9. Rochester, New York, USA
The third-largest city in New York State, Rochester was one of America’s original boomtowns, first in the milling of flour and then as a major hub of manufacturing. The Rochester area has given birth to such famed companies as Eastman Kodak, Bausch & Lomb, Xerox and Western Union. It is the home of the University of Rochester, the Rochester Institute of Technology and Monroe Community College. As large companies downsized, Rochester and the surrounding Monroe County have seen growth in small, high-tech firms, many of them leveraging the expertise in imaging and photographic technology that is the legacy of Kodak. This progress has not come by accident, but through growing collaboration among local government, educators and business, with support from state and national government.
Beginning in 2015, the City of Rochester Department of Recreation and Youth Services has created two programs for training youth in future employment skills. The first, aimed at youth ages 14 to 20, is the Youth Employment Training program. The program teaches leadership, conflict resolution, team building and decision making skills, as well as providing resume consultation and development, interview skills development and job placement assistance. Graduates from the training program can then take their new skills to the second program, the Summer of Opportunity Program.
The Summer of Opportunity Program provides summer work experiences or vocational exploration opportunities for Rochester youth who are still in high school. The first part of the program is for younger students, ages 14 to 15, and provides them with summer career exploration and work training experiences at local private and non-profit companies. Youth trainees also receive 8 hours of life skills training, including financial literacy, professionalism, leadership and health education. After finishing this tier of the program, youth ages 16 to 20 can progress to the second tier, where they take “youth worker” positions in the public sector or with a local non-profit employer. These positions pay minimum wage and offer 20-35 hours per week of work for 7 to 8 weeks over the summer, allowing students to gain real work experience before moving on to post-secondary education or the workforce.

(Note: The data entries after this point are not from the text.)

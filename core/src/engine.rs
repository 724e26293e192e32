//! The turn engine. Drives one `GameState` forward a turn at a time.
//!
//! EXECUTION ORDER (fixed, never reordered):
//!   1. Turn-cap check
//!   2. Clock: turn + 1, year + years_per_turn
//!   3. Catalog rules, in catalog order
//!   4. Per-turn income
//!   5. External event draw
//!   6. Achievements
//!   7. End conditions
//!
//! RULES:
//!   - A failing rule is skipped and recorded; the turn carries on.
//!   - All randomness flows through the injected `RandomSource`.
//!   - The engine returns what happened. It never presents anything.

use crate::{
    achievement,
    catalog::{self, contain, RuleContext, RuleFiring, EXTERNAL_EVENT_RULE},
    config::{FloodConfig, GameConfig},
    end_condition::{self, GameOutcome},
    error::{GameError, GameResult},
    event::{TurnEvent, TurnOutcome, TurnStatus},
    rng::{GameRng, RandomSource, TURN_STREAM},
    state::{CellKind, GameState},
    types::Resource,
};

pub struct TurnEngine {
    config: GameConfig,
    rng:    Box<dyn RandomSource>,
}

impl TurnEngine {
    pub fn new(config: GameConfig, seed: u64) -> Self {
        let rng = GameRng::new(seed, TURN_STREAM).with_name("turn");
        Self::with_rng(config, Box::new(rng))
    }

    /// Use a caller-supplied random source. Tests pin outcomes this way.
    pub fn with_rng(config: GameConfig, rng: Box<dyn RandomSource>) -> Self {
        Self { config, rng }
    }

    pub fn config(&self) -> &GameConfig {
        &self.config
    }

    /// Swap in a new config, e.g. for a different difficulty. The random
    /// stream carries on.
    pub fn reconfigure(&mut self, config: GameConfig) {
        self.config = config;
    }

    /// Advance one turn. A game that is already over is left untouched
    /// and reported as a no-op.
    pub fn advance_turn(&mut self, state: &mut GameState) -> GameResult<TurnOutcome> {
        if state.game_over {
            return Ok(TurnOutcome::for_state(state, TurnStatus::NoOp));
        }
        state.check_invariants(&self.config)?;

        let config = &self.config;
        let rng = &mut self.rng;

        if state.turn >= config.max_turns {
            state.game_over = true;
            state.outcome = Some(GameOutcome::TurnLimit);
            let mut outcome = TurnOutcome::for_state(state, TurnStatus::TurnLimitReached);
            outcome.events.push(TurnEvent::TurnLimitReached { turn: state.turn });
            log::info!("turn cap of {} reached in {}", config.max_turns, state.current_year);
            return Ok(outcome);
        }

        let Some(next_year) = state.current_year.checked_add(config.years_per_turn) else {
            return Err(GameError::InvariantViolation(format!(
                "year {} cannot advance by {}",
                state.current_year, config.years_per_turn
            )));
        };
        state.turn += 1;
        state.current_year = next_year;
        let surge = std::mem::take(&mut state.flood_surge);

        let mut outcome = TurnOutcome::for_state(state, TurnStatus::InProgress);
        outcome.events.push(TurnEvent::TurnStarted {
            turn: state.turn,
            year: state.current_year,
        });

        for rule in &config.catalog {
            let result = {
                let ctx = RuleContext::capture(state, config, surge);
                catalog::evaluate(rule, &ctx, rng.as_mut())
            };
            let firing = contain(&rule.id, result, |id, e| outcome.record_failure(id, e.to_string()));
            let Some(firing) = firing.flatten() else {
                continue;
            };
            outcome.events.push(TurnEvent::RuleFired {
                rule_id:  rule.id.clone(),
                severity: rule.severity,
                tag:      firing.tag,
            });
            apply_firing(state, &firing, &config.flood, &mut outcome);
        }

        state.resources.adjust(Resource::Money, config.income_per_turn);
        outcome.events.push(TurnEvent::IncomeApplied { amount: config.income_per_turn });

        let drawn = contain(
            EXTERNAL_EVENT_RULE,
            catalog::draw_external_event(state, &config.external_events, rng.as_mut()),
            |id, e| outcome.record_failure(id, e.to_string()),
        );
        if let Some((report, firing)) = drawn.flatten() {
            outcome.events.push(TurnEvent::ExternalEventDrawn {
                title:     report.title,
                magnitude: report.magnitude,
                tag:       firing.tag,
            });
            apply_firing(state, &firing, &config.flood, &mut outcome);
        }

        if config.achievements_enabled {
            for id in achievement::evaluate(state) {
                outcome.events.push(TurnEvent::AchievementUnlocked { id });
            }
        }

        if let Some(result) = end_condition::evaluate(state, config) {
            state.game_over = true;
            state.outcome = Some(result);
            let score = end_condition::score(state);
            outcome.events.push(TurnEvent::GameEnded { outcome: result, score });
            outcome.status = TurnStatus::Ended(result);
            log::info!("game ended in {}: {} (score {score})", state.current_year, result.name());
        }

        log::debug!(
            "turn {} ({}): tags={:?} failures={} money={:.1} wellbeing={:.1} environment={:.1} resilience={:.1}",
            state.turn,
            state.current_year,
            outcome.tags,
            outcome.failures.len(),
            state.money(),
            state.wellbeing(),
            state.environment(),
            state.resilience(),
        );
        Ok(outcome)
    }

    /// Run up to `n` turns, stopping early once the game ends.
    pub fn run_turns(&mut self, state: &mut GameState, n: u32) -> GameResult<Vec<TurnOutcome>> {
        let mut outcomes = Vec::new();
        for _ in 0..n {
            let outcome = self.advance_turn(state)?;
            let done = outcome.is_no_op() || outcome.is_terminal();
            outcomes.push(outcome);
            if done {
                break;
            }
        }
        Ok(outcomes)
    }
}

fn apply_firing(state: &mut GameState, firing: &RuleFiring, flood: &FloodConfig, outcome: &mut TurnOutcome) {
    for &(resource, delta) in &firing.deltas {
        state.resources.adjust(resource, delta);
    }
    if firing.flood {
        let count = trigger_flood(state, flood);
        if count > 0 {
            outcome.events.push(TurnEvent::CellsFlooded { count });
        }
    }
    state.flood_surge += firing.surge;
    outcome.push_tag(firing.tag);
}

/// Flood every unprotected coast cell that is not already flooded, and
/// charge the per-cell penalty for each one. Returns the newly flooded count.
pub fn trigger_flood(state: &mut GameState, flood: &FloodConfig) -> usize {
    let mut count = 0;
    for cell in state.board.cells_mut() {
        if cell.kind == CellKind::Coast && !cell.flooded && !cell.is_protected() {
            cell.flooded = true;
            count += 1;
        }
    }
    if count > 0 {
        let n = count as f64;
        state.resources.adjust(Resource::Wellbeing, -flood.wellbeing_penalty * n);
        state.resources.adjust(Resource::Money, -flood.money_penalty * n);
        log::debug!("{count} coast cells flooded");
    }
    count
}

10. Ipswich, Queensland, Australia
In 2011, the city of Ipswich published a 20-year economic development plan for its population of 195,000. It forecast the addition of 292,000 new residents, who will require an additional 120,000 jobs, and will live in a network of distinct communities interwoven with centers of employment, recreational facilities and green space. The plan responded to future challenges but also to past ones. Because Ipswich offered affordable housing and an attractive lifestyle, its population has grown rapidly in the booming economy of 21st Century Australia. Yet the decline of industrial employment in the 70s and 80s had left the city with legacy of long-term unemployment and bred unacceptable levels of crime and social dislocation.
Ipswich has created a Digital Skills Initiative for all Ipswich residents, working with schools and adults in the community. The Digital Skills Initiative includes a wide range of digital skill and technology demonstration classes with many delivered for free in the city’s libraries and innovation hubs. Finally, the Council hosts the Build and Learn Fair, an event that encourages residents and visitors to build and showcase creations like robots and wood works. This event aims to give residents a hands-on experience of the new possibilities available in the Ipswich jobs market.